§ **Exercise instructions**: From the records below, copy each line that has the word "earliest" in it.
[[ Source information, beginning ]]
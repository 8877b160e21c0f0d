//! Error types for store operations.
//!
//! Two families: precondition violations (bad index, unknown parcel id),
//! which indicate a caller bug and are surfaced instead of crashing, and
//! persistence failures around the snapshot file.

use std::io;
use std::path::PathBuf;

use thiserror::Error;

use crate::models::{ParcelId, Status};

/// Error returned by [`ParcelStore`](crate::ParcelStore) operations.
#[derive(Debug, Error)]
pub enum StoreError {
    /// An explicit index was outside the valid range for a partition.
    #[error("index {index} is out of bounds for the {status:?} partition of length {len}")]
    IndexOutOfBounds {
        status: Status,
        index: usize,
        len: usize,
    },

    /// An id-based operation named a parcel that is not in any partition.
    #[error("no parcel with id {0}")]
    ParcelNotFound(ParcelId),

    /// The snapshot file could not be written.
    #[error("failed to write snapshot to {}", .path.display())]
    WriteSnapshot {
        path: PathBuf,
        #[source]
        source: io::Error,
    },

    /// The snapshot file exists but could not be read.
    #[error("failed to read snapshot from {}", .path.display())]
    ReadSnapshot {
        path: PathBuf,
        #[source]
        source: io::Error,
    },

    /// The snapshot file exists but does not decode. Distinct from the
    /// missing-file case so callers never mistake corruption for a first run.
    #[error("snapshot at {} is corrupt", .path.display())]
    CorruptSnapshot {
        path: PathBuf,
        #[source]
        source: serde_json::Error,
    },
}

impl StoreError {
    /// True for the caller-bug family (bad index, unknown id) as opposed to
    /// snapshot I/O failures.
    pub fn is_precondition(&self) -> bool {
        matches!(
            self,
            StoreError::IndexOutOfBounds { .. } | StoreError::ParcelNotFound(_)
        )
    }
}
[[ Source information, end ]]
[[ Source information, beginning ]]
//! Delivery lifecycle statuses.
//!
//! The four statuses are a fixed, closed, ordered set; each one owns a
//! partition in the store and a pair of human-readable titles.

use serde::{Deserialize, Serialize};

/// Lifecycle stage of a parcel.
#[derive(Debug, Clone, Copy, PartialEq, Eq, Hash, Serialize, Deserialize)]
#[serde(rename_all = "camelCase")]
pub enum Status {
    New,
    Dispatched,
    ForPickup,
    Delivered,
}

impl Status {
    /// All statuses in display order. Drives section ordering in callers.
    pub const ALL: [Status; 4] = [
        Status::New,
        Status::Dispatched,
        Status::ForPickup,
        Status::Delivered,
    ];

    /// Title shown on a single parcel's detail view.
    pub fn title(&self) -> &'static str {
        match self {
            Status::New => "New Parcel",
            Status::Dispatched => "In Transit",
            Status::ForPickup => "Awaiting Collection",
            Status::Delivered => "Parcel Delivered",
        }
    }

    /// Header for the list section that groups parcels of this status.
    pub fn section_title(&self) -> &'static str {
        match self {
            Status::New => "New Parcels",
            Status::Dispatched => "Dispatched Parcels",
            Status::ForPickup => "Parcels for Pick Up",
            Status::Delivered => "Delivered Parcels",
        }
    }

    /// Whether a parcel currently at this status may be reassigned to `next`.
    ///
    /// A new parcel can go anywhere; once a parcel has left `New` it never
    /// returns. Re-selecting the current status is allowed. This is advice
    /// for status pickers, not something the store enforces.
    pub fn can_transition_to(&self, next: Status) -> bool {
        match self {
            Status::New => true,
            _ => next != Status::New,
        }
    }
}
[[ Source information, end ]]
[[ Source information, beginning ]]
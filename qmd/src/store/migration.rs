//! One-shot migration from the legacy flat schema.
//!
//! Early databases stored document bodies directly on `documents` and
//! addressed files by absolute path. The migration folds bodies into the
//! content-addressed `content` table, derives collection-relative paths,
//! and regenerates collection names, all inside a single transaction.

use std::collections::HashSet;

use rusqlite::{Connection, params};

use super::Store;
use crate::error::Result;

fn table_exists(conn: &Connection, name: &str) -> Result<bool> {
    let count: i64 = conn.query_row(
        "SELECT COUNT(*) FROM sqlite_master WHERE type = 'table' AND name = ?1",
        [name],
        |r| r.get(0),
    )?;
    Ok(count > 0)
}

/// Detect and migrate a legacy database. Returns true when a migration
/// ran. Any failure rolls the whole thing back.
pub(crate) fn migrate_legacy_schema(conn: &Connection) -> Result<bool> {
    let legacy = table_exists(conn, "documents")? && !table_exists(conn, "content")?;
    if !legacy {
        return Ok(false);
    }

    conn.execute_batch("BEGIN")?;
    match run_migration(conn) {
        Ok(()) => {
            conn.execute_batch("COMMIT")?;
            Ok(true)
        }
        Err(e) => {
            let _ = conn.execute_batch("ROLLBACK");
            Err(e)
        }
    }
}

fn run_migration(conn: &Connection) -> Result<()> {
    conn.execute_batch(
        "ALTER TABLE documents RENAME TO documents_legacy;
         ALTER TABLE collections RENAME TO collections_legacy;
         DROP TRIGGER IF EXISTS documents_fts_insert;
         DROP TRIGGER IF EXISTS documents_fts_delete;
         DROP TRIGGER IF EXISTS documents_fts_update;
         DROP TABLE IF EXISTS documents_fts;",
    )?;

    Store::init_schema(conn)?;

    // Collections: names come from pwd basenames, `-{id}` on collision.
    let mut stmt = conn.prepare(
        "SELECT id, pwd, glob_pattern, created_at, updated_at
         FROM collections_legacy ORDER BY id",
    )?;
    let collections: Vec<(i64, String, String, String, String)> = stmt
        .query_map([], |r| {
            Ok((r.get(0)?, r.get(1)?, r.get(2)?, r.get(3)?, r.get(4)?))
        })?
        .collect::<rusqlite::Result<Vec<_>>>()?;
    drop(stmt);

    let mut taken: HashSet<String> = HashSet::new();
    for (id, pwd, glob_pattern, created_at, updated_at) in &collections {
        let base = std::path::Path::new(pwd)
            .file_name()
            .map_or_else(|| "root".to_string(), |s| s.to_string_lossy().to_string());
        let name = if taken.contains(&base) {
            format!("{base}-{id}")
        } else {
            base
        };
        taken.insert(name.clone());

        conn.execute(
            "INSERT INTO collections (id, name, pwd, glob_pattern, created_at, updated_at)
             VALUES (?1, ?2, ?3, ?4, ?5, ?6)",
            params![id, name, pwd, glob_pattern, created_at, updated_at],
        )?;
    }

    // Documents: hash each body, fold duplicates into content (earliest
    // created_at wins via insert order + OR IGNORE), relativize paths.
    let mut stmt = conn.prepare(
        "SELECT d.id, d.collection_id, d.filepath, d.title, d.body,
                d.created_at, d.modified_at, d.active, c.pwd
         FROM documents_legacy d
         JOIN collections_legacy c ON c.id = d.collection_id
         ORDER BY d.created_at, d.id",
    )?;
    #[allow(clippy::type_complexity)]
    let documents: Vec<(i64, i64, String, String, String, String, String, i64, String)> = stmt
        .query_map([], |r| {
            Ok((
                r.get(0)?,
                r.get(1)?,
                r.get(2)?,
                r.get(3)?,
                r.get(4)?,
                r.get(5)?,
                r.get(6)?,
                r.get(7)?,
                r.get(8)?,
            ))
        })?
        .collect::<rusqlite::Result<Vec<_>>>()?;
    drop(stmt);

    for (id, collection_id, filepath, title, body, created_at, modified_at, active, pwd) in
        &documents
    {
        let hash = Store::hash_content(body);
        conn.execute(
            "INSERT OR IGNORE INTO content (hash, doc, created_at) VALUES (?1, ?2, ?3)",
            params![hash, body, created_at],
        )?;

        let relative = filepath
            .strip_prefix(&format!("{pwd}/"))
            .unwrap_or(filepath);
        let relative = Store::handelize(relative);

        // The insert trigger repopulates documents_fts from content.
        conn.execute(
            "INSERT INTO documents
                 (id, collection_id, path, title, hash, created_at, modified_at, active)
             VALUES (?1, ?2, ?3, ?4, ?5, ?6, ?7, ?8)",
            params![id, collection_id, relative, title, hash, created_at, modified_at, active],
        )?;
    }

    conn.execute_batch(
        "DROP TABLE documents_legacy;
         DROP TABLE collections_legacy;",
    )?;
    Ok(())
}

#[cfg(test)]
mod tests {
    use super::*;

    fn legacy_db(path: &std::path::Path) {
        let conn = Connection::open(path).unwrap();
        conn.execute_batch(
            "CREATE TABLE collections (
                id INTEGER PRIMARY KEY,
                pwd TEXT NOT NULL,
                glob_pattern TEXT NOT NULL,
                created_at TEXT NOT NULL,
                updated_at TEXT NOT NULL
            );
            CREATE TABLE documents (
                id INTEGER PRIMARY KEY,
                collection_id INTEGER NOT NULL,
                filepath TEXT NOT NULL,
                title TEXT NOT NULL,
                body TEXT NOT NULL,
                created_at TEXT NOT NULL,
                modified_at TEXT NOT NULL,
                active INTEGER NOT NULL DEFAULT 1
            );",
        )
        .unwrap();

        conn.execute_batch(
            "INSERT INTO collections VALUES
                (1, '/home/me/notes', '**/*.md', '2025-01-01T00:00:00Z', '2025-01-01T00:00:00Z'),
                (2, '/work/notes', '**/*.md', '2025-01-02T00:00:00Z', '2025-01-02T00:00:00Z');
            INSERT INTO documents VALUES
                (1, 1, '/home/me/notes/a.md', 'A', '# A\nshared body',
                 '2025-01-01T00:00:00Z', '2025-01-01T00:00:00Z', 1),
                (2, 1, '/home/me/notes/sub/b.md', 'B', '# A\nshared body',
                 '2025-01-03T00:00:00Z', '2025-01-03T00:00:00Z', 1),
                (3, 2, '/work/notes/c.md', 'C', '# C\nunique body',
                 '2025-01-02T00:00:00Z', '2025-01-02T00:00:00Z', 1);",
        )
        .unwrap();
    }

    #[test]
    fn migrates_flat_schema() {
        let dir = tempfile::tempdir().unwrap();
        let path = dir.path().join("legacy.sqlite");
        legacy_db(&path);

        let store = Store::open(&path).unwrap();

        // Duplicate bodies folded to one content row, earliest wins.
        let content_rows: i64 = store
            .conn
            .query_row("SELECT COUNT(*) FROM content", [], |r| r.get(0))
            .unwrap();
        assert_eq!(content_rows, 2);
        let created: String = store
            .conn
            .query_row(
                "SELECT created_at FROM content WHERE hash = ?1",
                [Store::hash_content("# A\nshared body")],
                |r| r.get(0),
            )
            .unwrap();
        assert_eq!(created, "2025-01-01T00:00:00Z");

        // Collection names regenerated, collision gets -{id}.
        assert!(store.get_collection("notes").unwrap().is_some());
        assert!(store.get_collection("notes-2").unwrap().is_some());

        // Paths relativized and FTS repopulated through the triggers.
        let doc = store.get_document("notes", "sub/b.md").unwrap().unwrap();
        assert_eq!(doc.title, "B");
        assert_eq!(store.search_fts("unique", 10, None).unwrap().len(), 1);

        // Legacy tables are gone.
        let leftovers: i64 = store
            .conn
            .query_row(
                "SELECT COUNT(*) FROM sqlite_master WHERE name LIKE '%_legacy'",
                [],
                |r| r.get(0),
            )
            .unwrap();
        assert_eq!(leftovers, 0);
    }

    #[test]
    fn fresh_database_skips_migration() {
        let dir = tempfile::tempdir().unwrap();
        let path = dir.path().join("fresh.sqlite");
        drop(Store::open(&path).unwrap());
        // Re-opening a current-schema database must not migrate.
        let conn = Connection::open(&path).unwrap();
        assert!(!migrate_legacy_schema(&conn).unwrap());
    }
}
[[ Source information, end ]]
§ **Expected output**:
    // Documents: hash each body, fold duplicates into content (earliest
        // Duplicate bodies folded to one content row, earliest wins.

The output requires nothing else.